Nesse contexto, podemos notar que há uma enorme importância na aplicação do princípio da publicidade, sendo uma garantia fundamental no processo, tendo em vista que um processo que não tenha uma decisão pública, não apresenta ser justa ou parcial. A publicidade nas decisões dá o direito de a sociedade fiscalizar e observar alguma irregularidade no processo.

Vislumbra-se que dever ser observado se o sigilo das votações é realmente uma exceção, ou não da publicidade, já que aparentemente estes dois

princípios estão em conflito, visto que a própria Constituição Federal, descreve que todo julgamento deve ser público, e ao mesmo tempo preconiza que tem que haver o sigilo de votação (LUGAN, 2018, p. 8)

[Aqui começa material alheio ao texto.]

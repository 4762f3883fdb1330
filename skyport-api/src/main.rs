use std::net::SocketAddr;
use std::sync::Arc;

use skyport_api::{app, state::{AppState, AuthConfig}};
use skyport_core::booking::BookingService;
use skyport_store::fleet_repo::FleetRepository;
use skyport_store::flight_repo::PostgresFlightRepository;
use skyport_store::order_repo::PostgresOrderRepository;
use skyport_store::reference_repo::ReferenceRepository;
use skyport_store::route_repo::RouteRepository;
use skyport_store::user_repo::UserRepository;
use tracing_subscriber::{layer::SubscriberExt, util::SubscriberInitExt};

#[tokio::main]
async fn main() {
    tracing_subscriber::registry()
        .with(
            tracing_subscriber::EnvFilter::try_from_default_env()
                .unwrap_or_else(|_| "skyport_api=debug,tower_http=debug,axum::rejection=trace".into()),
        )
        .with(tracing_subscriber::fmt::layer())
        .init();

    let config = skyport_store::app_config::Config::load().expect("Failed to load config");
    tracing::info!("Starting Skyport API on port {}", config.server.port);

    let db = skyport_store::DbClient::new(&config.database.url)
        .await
        .expect("Failed to connect to database");
    db.migrate().await.expect("Failed to run migrations");

    let flights = Arc::new(PostgresFlightRepository::new(db.pool.clone()));
    let orders = Arc::new(PostgresOrderRepository::new(db.pool.clone()));
    let booking = BookingService::new(flights.clone(), orders.clone());

    let app_state = AppState {
        reference: Arc::new(ReferenceRepository::new(db.pool.clone())),
        fleet: Arc::new(FleetRepository::new(db.pool.clone())),
        routes: Arc::new(RouteRepository::new(db.pool.clone())),
        flights,
        orders,
        users: Arc::new(UserRepository::new(db.pool.clone())),
        booking,
        auth: AuthConfig {
            secret: config.auth.jwt_secret.clone(),
            expiration: config.auth.jwt_expiration_seconds,
        },
        media_root: config.media.root.clone(),
        order_page_size: config.pagination.order_page_size,
    };

    let app = app(app_state);

    let addr = SocketAddr::from(([0, 0, 0, 0], config.server.port));
    tracing::info!("Listening on {}", addr);

    let listener = tokio::net::TcpListener::bind(addr).await.unwrap();
    axum::serve(listener, app).await.unwrap();
}
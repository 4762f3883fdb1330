use axum::{
    extract::{Path, Query, State},
    http::StatusCode,
    routing::get,
    Json, Router,
};
use serde::{Deserialize, Serialize};
use skyport_core::models::AirplaneType;
use uuid::Uuid;

use crate::error::AppError;
use crate::state::AppState;

#[derive(Debug, Deserialize)]
pub struct AirplaneTypeQuery {
    pub name: Option<String>,
}

#[derive(Debug, Deserialize)]
pub struct AirplaneTypeWrite {
    pub name: String,
}

#[derive(Debug, Serialize)]
pub struct AirplaneTypeResponse {
    pub id: Uuid,
    pub name: String,
}

impl From<AirplaneType> for AirplaneTypeResponse {
    fn from(t: AirplaneType) -> Self {
        Self { id: t.id, name: t.name }
    }
}

pub fn router() -> Router<AppState> {
    Router::new()
        .route("/airplane-types", get(list_airplane_types).post(create_airplane_type))
        .route(
            "/airplane-types/{id}",
            get(get_airplane_type).put(update_airplane_type).delete(delete_airplane_type),
        )
}

/// GET /api/service/airplane-types
async fn list_airplane_types(
    State(state): State<AppState>,
    Query(query): Query<AirplaneTypeQuery>,
) -> Result<Json<Vec<AirplaneTypeResponse>>, AppError> {
    let types = state.reference.list_airplane_types(query.name.as_deref()).await?;
    Ok(Json(types.into_iter().map(Into::into).collect()))
}

/// GET /api/service/airplane-types/{id}
async fn get_airplane_type(
    State(state): State<AppState>,
    Path(id): Path<Uuid>,
) -> Result<Json<AirplaneTypeResponse>, AppError> {
    let airplane_type = state
        .reference
        .get_airplane_type(id)
        .await?
        .ok_or_else(|| AppError::NotFoundError(format!("airplane type {id} does not exist")))?;
    Ok(Json(airplane_type.into()))
}

/// POST /api/service/airplane-types
async fn create_airplane_type(
    State(state): State<AppState>,
    Json(req): Json<AirplaneTypeWrite>,
) -> Result<(StatusCode, Json<AirplaneTypeResponse>), AppError> {
    let airplane_type = state.reference.create_airplane_type(&req.name).await?;
    Ok((StatusCode::CREATED, Json(airplane_type.into())))
}

/// PUT /api/service/airplane-types/{id}
async fn update_airplane_type(
    State(state): State<AppState>,
    Path(id): Path<Uuid>,
    Json(req): Json<AirplaneTypeWrite>,
) -> Result<Json<AirplaneTypeResponse>, AppError> {
    let airplane_type = state
        .reference
        .update_airplane_type(id, &req.name)
        .await?
        .ok_or_else(|| AppError::NotFoundError(format!("airplane type {id} does not exist")))?;
    Ok(Json(airplane_type.into()))
}

/// DELETE /api/service/airplane-types/{id}
async fn delete_airplane_type(
    State(state): State<AppState>,
    Path(id): Path<Uuid>,
) -> Result<StatusCode, AppError> {
    if state.reference.delete_airplane_type(id).await? {
        Ok(StatusCode::NO_CONTENT)
    } else {
        Err(AppError::NotFoundError(format!("airplane type {id} does not exist")))
    }
}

Existem doutrinadores que defendem o sigilo das votações no Tribunal do Júri, conforme preconiza Lenio Luiz Streck (2001, p. 160):

Sem dúvida, para maior participação popular e pela democratização da instituição, urge que se dê maior transparência ao Tribunal do Júri, abolindo- se a chamada sala secreta [...]. Ora, ao cuidar das votações dos quesitos, a Constituição determinou que se mantenha o sigilo das votações, ou seja, cada jurado responderá o quesito de forma sigilosa, e não o sigilo de votação. A diferença é significativa, pois sigilo de votações é equivalente a voto secreto, e sigilo na votação corresponde a sessão secreta; e estas, como se viu, a Constituição vedou no inciso LX do mesmo artigo 5º, salvo se necessário para preservar a defesa de intimidade do réu ou das partes, ou se o interesse social assim o exigir.

Por outro lado, há aqueles que defendem a permanência do sigilo de votação, por acreditarem que os jurados devem estar isolados do público, para que assim possam decidir sem a pressão popular que em algumas vezes existem, podendo até mesmo usar de forças policiais para resguardar o direito de votação.

Neste sentido, Hermínio Alberto Marques Porto (2005, p. 315), ensina:

Tais cautelas da lei visam a assegurar os jurados a livre formação de sua convicção e a livre manifestação de suas conclusões, afastando-se quaisquer circunstâncias que possam ser entendidas, pelos julgadores leigos, como fontes de constrangimento. Relevante é o interesse em resguardar a formação e exteriorização da decisão.

Como podemos notar, existe uma grande preocupação dos autores, dos jurados serem induzidos do seu voto, pelo simples fato de que podem sofrer retaliações, especialmente quando o acusado, se tratar de pessoa conhecida na sociedade e ter um grau de periculosidade alta. Este é um dos principais fatores que levam aos doutrinadores defender o sigilo da votação.

Em se tratando do princípio da soberania dos vereditos, que nada mais é do que o julgamento dos fatos pelos jurados, sendo que esta decisão não poderá ser mais modificada por qualquer tribunal togado ou juiz de direito togado. No caso da decisão dos jurados, ter infringido manifestamente as provas dos autos, caberá apelação, mas esse recurso irá apenas buscar a nulidade do júri, solicitando que o acusado seja julgado novamente por outro júri.

Vale destacar que, para que não haja ofensa ao princípio da inocência, o princípio da soberania dos vereditos não é absoluto, tendo em vista que se admite em casos excepcionais, que o Tribunal de Justiça absolva o acusado, quando este for claramente injustiçado, porém isso só acontecerá em caso de uma revisão criminal (TÁVORA, 2014, p. 976).